Figure 5: The details of pKC1139-R sequence alignment.
As shown in the three figures, the sequencing results further demonstrated that the pKC-M271_14685/ M271_14690 construction was correct, and consistent with PCR identification results.
Figure 6: Gel electrophoresis diagram. To construct the engineering strain, we firstly transferred the recombinant plasmid into ET12567/pUZ8002 competent cells and screened the correct strain through 3 antibodies, and cultured it in the liquid medium. Co-cultured the E.coli with Streptomyces rapamycinicus and screened for the single cross-over strain.
We selected two strains to identify the single exchange of gene fragments, and the results showed that the single cross-over strain 2 was successful (Figure 6).
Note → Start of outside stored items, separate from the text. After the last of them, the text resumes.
//! Tracing subscriber setup.
//!
//! Priority of the console filter: `RUST_LOG` env var > configured level.
//! Console output goes to stderr so it never interleaves with REPL replies
//! on stdout.

use tokio::sync::mpsc;
use tracing_subscriber::filter::ParseError;
use tracing_subscriber::layer::SubscriberExt;
use tracing_subscriber::util::{SubscriberInitExt, TryInitError};
use tracing_subscriber::{EnvFilter, Layer, Registry, fmt};

use crate::tracing_layer::{DiagnosticEvent, DiagnosticsLayer};

#[derive(Debug, thiserror::Error)]
pub enum LoggingError {
    #[error("Invalid log filter '{filter}': {source}")]
    InvalidFilter {
        filter: String,
        #[source]
        source: ParseError,
    },

    #[error("Tracing subscriber already installed: {0}")]
    AlreadyInitialized(#[from] TryInitError),
}

/// Console logging options.
#[derive(Debug, Clone, PartialEq, Eq)]
pub struct LogConfig {
    /// Level or `EnvFilter` directives, e.g. `info` or `warn,chorus=debug`.
    pub level: String,
    /// Emit JSON lines instead of human-readable output.
    pub json: bool,
    /// Install the stderr console layer at all.
    pub console: bool,
}

impl Default for LogConfig {
    fn default() -> Self {
        Self {
            level: "info".to_string(),
            json: false,
            console: true,
        }
    }
}

/// Directives used when `RUST_LOG` is not set. HTTP plumbing stays quiet.
pub fn default_directives(level: &str) -> String {
    format!("{level},hyper=warn,hyper_util=warn,reqwest=warn,rustyline=warn")
}

fn parse_directives(directives: &str) -> Result<EnvFilter, LoggingError> {
    EnvFilter::try_new(directives).map_err(|source| LoggingError::InvalidFilter {
        filter: directives.to_string(),
        source,
    })
}

fn console_filter(config: &LogConfig) -> Result<EnvFilter, LoggingError> {
    match std::env::var(EnvFilter::DEFAULT_ENV) {
        Ok(directives) if !directives.trim().is_empty() => parse_directives(&directives),
        _ => parse_directives(&default_directives(&config.level)),
    }
}

fn console_layer(json: bool) -> Box<dyn Layer<Registry> + Send + Sync> {
    if json {
        fmt::layer()
            .json()
            .with_current_span(true)
            .with_writer(std::io::stderr)
            .boxed()
    } else {
        fmt::layer().with_writer(std::io::stderr).boxed()
    }
}

/// Installs the global subscriber.
///
/// The console layer writes to stderr when `config.console` is set. With a
/// `diagnostics` sender, Chorus events at INFO and above are also
/// forwarded as [`DiagnosticEvent`]s regardless of the console level.
///
/// # Errors
///
/// Fails on invalid filter directives or when a subscriber is already set.
pub fn init_tracing(
    config: &LogConfig,
    diagnostics: Option<mpsc::UnboundedSender<DiagnosticEvent>>,
) -> Result<(), LoggingError> {
    let console = if config.console {
        Some(console_layer(config.json).with_filter(console_filter(config)?))
    } else {
        None
    };

    let diagnostics = diagnostics
        .map(|sender| DiagnosticsLayer::new(sender).with_filter(DiagnosticsLayer::default_filter()));

    tracing_subscriber::registry()
        .with(console)
        .with(diagnostics)
        .try_init()?;

    Ok(())
}
//! Conversation domain module.
//!
//! - `message`: the human/ai message sum type
//! - `model`: the `Conversation` record (history + participants)
//! - `state`: `ConversationState`, the owned mutable state with observers
//! - `event`: observer notifications

mod event;
mod message;
mod model;
mod state;

pub use event::{ConversationEvent, ConversationObserver};
pub use message::{Message, MessageRole};
pub use model::{Conversation, DEFAULT_TITLE};
pub use state::ConversationState;
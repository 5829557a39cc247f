//! Application layer of Chorus.
//!
//! Wires the domain types from `chorus-core` to the responder and inference
//! router from `chorus-interaction`.

pub mod orchestrator;
pub mod pacing;

pub use orchestrator::{ConversationOrchestrator, EnableOutcome, TurnOutcome};
pub use pacing::{NoPacing, PacingPolicy, RandomPacing};
//! Responder selection that needs no external calls.

mod mention;

pub use mention::{ALL_TOKEN, contains_mention, normalize_outgoing, route_by_mention};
Figure 7: Gel electrophoresis diagram.Based on the screened single cross-over strain, we further subcultured and screened for the double cross-over strain, and that’s the engineering strain we needed. We also used colony PCR to verify (Figure 7), and as the figure shows, we construct the strain successfully. Compared with the negative control, the gene fragments of the engineered bacteria we constructed were successfully exchanged. That is, the engineered bacteria that knocked out the M271_14685/M271_14690 gene were successfully obtained, and we named the strain △M271_14685/m271_14690.
Figure 8: A is rapamycin, B is wild-type NRRL 5491, and C is
△M271_14685/m271_14690.
Co-cultured Streptomyces rapamycinicus NRRL 5491 with ΔM271_14685/M271_14690 in the fermentation medium, we collected the sample respectively at 5d,7d,9d, and 11d. We mixed 0.5 mL samples with the same volume of methanol and tested the yield of rapamycin after centrifuge. To identify the correct peek of rapamycin, we use the standard rapamycin as positive control. It can be seen from Figure 8 that the △M271_14685/m271_14690 detected more rapamycin at the same time as standard rapamycin.
Figure 9: zz △M271_14685/m271_14690 and NRRL 5491 have produced rapamycin during 11
days.
It can be seen from the above figure that the rapamycin produced by our knockout △M271_14685/m271_14690 is much higher than that produced by NRRL 5491. And the amount of rapamycin produced on the ninth day reached 120mg/L. This suggests that the subject is feasible to improve metabolic pathways by knocking out the two-component system, which can be applied for clinical application in the near future.